*Exercise description*.
Line filter on the word "never": copy each matching line from the entries.

>>

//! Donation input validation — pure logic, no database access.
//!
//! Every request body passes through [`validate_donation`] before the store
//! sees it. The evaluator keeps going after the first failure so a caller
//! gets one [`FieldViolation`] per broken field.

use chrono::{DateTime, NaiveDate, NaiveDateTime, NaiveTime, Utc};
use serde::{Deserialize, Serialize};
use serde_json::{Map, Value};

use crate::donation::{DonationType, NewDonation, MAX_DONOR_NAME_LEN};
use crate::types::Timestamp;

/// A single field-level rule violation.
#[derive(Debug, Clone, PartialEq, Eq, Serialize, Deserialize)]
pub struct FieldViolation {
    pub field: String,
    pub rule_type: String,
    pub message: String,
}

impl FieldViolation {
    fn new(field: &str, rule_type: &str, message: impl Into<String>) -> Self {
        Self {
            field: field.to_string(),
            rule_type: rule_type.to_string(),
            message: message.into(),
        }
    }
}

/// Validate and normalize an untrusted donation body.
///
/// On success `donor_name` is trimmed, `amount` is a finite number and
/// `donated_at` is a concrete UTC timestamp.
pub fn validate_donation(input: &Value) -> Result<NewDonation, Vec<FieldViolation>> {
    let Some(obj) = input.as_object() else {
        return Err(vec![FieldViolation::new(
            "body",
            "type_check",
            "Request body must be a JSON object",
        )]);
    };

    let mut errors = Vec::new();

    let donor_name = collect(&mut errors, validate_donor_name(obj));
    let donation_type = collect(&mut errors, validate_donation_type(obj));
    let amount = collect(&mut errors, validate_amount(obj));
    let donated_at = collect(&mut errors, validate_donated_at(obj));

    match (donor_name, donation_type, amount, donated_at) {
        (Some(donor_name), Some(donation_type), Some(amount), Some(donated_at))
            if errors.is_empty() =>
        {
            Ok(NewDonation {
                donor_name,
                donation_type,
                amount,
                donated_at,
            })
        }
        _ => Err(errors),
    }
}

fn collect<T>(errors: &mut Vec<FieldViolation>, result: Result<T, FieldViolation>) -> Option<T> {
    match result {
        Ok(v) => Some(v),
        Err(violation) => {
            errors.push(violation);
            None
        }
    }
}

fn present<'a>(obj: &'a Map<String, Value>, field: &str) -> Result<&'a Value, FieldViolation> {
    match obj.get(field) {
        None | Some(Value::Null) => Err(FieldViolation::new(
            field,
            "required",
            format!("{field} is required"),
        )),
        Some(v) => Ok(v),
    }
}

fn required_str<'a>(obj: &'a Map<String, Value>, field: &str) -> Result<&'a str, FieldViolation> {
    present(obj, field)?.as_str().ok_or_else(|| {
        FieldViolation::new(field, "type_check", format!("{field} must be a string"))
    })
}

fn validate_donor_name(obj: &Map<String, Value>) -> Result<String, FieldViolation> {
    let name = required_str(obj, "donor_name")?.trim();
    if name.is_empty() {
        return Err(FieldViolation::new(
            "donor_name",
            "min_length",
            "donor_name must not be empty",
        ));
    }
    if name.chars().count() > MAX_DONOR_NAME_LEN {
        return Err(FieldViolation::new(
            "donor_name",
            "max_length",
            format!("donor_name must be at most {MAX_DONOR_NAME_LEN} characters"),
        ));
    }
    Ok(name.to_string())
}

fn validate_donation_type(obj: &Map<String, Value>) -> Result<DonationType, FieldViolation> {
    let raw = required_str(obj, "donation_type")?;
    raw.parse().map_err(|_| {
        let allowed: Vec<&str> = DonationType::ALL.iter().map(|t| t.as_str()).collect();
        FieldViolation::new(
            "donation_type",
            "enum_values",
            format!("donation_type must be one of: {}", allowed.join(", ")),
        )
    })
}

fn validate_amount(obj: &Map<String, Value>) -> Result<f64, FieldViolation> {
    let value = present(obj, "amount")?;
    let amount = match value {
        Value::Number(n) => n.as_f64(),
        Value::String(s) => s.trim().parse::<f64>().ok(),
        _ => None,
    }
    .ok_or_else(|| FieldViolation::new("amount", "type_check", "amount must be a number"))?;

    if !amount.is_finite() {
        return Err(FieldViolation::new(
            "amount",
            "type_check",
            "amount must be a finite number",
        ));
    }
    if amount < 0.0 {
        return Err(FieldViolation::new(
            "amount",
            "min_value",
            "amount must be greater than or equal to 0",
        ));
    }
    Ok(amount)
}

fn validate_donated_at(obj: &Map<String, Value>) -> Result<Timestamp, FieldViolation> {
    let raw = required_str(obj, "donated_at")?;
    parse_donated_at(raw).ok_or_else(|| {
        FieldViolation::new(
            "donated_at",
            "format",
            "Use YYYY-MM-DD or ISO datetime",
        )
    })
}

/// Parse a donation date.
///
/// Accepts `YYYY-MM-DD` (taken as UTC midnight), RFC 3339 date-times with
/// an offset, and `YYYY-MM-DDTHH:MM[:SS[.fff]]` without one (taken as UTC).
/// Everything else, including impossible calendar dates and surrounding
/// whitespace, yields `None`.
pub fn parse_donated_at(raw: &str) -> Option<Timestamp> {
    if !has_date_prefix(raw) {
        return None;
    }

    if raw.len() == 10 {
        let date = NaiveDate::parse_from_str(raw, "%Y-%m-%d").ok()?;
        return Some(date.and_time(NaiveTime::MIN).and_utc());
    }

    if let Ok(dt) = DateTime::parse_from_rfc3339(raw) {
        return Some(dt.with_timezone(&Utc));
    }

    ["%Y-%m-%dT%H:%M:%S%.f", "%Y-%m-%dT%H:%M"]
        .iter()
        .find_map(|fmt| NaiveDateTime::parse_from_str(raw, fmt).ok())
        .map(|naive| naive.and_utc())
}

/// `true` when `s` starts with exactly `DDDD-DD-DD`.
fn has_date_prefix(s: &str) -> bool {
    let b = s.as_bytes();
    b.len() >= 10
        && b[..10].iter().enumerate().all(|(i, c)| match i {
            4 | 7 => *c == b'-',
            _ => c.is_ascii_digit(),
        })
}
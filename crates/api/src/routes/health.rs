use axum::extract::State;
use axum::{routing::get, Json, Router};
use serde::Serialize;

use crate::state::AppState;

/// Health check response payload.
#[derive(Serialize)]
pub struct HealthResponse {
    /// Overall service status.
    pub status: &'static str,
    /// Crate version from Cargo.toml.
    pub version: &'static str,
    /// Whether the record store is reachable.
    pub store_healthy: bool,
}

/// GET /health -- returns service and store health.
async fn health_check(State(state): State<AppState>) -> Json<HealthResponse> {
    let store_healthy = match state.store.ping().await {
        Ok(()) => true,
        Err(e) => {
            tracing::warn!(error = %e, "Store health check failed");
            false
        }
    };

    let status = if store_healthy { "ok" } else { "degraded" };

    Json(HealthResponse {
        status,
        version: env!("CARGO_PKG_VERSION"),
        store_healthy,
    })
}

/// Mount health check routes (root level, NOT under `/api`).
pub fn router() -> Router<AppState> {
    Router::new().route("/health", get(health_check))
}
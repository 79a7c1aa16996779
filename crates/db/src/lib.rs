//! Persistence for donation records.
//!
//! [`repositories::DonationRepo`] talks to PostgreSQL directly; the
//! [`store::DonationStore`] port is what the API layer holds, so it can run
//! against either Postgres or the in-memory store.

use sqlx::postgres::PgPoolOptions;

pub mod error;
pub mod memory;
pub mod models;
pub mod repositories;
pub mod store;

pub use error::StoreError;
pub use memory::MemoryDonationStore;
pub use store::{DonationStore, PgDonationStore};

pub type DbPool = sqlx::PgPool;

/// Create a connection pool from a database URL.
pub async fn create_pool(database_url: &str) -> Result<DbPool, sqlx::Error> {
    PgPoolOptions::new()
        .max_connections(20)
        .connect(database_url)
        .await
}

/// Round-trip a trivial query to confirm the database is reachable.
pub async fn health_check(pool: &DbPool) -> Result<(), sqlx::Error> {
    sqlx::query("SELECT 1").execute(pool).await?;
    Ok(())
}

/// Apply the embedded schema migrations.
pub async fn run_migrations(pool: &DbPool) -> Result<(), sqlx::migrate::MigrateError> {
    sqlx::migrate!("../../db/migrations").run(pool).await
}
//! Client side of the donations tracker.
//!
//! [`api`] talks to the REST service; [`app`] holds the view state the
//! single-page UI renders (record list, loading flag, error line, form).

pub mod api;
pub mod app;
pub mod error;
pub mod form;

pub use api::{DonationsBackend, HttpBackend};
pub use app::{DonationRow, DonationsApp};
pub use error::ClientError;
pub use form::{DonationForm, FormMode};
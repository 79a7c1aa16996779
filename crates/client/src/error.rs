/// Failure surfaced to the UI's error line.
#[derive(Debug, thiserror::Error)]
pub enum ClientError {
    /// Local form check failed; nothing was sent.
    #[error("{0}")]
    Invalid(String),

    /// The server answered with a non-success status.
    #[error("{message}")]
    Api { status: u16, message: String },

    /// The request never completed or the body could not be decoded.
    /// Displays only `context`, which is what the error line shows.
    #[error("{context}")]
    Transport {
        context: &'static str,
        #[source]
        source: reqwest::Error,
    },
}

<<
>>

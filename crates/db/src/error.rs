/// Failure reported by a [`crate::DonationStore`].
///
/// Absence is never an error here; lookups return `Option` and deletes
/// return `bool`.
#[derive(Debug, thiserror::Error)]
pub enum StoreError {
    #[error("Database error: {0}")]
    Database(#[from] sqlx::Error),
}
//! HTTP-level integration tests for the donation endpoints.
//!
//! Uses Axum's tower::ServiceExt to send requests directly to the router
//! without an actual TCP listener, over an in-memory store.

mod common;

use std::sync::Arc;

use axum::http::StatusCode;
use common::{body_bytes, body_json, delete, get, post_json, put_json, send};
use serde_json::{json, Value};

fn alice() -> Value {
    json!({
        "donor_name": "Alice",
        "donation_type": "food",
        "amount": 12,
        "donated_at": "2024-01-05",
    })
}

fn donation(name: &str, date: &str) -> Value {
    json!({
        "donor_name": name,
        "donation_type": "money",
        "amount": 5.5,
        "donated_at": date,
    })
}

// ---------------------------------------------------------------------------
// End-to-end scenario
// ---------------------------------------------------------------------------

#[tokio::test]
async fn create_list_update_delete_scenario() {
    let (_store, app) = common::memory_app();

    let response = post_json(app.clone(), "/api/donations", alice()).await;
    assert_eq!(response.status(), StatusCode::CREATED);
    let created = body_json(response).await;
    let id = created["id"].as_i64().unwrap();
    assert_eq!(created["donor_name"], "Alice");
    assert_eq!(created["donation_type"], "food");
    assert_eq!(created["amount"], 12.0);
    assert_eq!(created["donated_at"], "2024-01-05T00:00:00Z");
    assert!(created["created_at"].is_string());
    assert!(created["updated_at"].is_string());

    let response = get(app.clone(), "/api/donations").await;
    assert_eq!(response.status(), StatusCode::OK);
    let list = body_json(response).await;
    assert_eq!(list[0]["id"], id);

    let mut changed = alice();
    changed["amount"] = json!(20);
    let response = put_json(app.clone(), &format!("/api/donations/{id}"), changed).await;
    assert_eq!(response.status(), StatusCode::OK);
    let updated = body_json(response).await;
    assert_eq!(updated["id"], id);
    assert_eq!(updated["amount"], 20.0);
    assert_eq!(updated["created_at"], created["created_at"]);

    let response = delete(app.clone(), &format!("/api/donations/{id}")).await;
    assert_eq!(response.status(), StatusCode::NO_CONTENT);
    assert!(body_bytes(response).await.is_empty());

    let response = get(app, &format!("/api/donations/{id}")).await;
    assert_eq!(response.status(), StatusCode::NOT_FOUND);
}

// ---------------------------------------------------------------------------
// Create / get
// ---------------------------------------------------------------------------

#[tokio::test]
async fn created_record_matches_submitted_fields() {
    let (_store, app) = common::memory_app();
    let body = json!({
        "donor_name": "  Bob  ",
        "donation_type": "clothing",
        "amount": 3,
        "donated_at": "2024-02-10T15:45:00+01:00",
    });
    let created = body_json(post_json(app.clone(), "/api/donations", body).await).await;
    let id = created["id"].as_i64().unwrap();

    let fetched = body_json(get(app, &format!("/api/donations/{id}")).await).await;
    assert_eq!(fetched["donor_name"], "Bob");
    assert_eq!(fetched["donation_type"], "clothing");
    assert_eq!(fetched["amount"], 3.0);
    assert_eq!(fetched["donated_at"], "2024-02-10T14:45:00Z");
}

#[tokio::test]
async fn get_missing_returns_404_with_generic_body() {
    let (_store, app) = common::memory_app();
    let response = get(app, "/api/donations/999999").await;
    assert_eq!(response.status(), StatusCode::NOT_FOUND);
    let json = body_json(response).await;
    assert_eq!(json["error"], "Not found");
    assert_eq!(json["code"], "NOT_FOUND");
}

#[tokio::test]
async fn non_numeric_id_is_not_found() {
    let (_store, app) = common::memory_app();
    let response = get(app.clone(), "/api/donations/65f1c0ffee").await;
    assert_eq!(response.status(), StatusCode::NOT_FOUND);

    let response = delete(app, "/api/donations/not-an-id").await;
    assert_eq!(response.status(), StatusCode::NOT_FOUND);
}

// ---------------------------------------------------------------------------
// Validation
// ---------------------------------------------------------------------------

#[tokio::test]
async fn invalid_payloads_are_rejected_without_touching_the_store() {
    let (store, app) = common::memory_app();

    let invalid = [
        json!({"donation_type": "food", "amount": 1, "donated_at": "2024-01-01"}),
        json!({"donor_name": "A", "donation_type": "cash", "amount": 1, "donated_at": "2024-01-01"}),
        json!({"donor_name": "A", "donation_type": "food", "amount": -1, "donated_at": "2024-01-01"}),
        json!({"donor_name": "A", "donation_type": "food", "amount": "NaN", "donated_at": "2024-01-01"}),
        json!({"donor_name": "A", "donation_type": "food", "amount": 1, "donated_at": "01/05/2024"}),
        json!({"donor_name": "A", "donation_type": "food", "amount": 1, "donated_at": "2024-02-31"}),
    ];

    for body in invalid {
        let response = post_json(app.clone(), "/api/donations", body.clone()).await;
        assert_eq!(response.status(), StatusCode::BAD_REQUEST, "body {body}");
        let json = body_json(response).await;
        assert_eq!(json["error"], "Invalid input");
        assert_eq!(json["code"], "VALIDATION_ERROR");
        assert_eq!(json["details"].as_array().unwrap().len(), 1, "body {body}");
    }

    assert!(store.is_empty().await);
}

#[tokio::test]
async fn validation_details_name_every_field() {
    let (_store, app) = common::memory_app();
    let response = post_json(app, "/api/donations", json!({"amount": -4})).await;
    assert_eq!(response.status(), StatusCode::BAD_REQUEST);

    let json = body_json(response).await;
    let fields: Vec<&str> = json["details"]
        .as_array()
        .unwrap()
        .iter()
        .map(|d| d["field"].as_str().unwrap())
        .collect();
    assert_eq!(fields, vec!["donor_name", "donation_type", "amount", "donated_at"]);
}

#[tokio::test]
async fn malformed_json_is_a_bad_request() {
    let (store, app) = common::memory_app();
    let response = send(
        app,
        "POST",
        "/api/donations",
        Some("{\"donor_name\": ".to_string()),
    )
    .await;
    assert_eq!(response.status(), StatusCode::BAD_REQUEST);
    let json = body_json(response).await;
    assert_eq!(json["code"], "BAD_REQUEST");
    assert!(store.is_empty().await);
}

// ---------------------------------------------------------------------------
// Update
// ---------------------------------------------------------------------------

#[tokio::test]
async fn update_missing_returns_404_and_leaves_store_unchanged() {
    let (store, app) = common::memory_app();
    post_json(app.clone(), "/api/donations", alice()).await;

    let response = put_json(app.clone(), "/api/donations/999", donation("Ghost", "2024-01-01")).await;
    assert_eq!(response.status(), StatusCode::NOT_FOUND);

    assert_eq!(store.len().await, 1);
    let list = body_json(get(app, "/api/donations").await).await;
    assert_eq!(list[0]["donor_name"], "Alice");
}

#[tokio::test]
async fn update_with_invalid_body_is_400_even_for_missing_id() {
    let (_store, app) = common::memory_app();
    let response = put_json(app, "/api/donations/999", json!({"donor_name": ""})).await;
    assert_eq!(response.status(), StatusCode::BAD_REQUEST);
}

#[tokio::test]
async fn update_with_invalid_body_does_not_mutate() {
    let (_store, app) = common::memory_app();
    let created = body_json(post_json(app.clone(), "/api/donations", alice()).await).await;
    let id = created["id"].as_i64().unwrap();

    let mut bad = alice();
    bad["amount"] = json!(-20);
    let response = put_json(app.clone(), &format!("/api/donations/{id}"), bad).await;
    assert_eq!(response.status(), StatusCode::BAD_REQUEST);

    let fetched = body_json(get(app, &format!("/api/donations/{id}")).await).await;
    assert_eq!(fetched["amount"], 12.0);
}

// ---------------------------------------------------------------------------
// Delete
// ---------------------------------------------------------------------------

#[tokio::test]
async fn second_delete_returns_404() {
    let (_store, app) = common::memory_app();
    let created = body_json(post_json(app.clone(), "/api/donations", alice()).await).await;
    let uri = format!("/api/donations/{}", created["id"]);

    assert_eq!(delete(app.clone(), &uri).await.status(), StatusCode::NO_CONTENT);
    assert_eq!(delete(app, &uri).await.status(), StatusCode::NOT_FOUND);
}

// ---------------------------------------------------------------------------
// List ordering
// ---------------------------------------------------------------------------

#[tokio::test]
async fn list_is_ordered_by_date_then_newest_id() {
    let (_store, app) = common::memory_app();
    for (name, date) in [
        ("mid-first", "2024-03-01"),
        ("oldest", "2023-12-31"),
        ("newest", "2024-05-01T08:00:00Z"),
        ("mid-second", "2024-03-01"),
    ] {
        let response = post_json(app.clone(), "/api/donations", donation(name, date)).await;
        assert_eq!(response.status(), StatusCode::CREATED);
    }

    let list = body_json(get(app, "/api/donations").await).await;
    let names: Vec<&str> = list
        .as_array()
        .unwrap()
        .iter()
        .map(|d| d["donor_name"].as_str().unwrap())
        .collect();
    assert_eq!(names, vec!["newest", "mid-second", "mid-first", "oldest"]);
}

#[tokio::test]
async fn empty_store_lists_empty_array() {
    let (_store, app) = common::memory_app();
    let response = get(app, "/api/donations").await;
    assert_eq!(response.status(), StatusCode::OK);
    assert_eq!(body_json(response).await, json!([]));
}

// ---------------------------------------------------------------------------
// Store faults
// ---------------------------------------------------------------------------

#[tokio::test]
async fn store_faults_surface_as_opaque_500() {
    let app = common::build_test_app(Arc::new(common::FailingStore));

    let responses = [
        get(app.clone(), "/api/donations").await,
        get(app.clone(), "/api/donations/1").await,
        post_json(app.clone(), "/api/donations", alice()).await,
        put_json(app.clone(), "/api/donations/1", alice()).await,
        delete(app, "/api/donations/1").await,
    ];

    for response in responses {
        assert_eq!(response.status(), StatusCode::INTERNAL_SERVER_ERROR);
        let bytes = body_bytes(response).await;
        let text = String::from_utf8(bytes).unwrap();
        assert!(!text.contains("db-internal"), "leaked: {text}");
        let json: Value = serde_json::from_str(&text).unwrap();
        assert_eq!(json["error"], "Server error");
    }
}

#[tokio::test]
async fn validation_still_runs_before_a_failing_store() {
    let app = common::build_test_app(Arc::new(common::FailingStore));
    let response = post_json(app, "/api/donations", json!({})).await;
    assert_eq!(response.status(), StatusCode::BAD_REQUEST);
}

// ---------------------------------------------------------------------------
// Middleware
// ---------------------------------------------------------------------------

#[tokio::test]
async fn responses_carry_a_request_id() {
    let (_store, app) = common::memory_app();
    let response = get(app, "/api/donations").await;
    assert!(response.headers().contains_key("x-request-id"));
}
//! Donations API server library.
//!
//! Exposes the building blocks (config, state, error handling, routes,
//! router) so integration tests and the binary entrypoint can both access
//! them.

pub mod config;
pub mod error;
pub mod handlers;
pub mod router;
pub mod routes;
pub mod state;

<<
>>

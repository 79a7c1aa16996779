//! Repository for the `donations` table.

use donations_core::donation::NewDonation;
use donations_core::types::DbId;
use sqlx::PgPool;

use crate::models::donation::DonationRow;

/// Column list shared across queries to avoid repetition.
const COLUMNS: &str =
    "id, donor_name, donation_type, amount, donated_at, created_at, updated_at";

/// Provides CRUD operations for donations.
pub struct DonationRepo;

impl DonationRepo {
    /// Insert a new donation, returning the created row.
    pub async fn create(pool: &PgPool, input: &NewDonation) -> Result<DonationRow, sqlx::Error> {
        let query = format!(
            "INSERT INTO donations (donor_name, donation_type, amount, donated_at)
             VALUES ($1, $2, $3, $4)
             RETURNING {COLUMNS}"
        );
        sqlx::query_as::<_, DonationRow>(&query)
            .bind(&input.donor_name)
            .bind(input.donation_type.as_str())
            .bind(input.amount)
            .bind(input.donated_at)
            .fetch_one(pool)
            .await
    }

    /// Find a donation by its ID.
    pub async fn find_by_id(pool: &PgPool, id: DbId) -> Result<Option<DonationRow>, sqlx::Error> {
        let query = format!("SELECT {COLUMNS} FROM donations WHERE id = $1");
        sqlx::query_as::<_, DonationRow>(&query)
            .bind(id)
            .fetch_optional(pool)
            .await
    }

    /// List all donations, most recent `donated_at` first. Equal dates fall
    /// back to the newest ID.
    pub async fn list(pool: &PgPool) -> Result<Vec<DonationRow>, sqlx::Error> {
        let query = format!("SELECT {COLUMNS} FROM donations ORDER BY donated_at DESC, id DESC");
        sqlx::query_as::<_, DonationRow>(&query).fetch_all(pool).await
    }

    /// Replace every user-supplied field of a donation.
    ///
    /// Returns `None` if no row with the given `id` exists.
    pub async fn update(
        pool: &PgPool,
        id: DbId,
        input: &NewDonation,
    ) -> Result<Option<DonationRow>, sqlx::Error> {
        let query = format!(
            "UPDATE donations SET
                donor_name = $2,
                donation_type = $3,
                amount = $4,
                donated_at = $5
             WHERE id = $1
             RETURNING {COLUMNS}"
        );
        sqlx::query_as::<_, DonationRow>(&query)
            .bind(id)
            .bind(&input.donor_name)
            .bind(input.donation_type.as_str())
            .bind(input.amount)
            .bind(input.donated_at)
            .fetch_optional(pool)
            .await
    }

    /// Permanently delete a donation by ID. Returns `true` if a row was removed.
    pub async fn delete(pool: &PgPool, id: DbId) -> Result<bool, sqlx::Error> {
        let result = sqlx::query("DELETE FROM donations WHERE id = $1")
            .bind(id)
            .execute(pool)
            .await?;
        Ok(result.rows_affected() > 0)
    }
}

<<

*Response to this exercise*.
    /// The request never completed or the body could not be decoded.
/// Absence is never an error here; lookups return `Option` and deletes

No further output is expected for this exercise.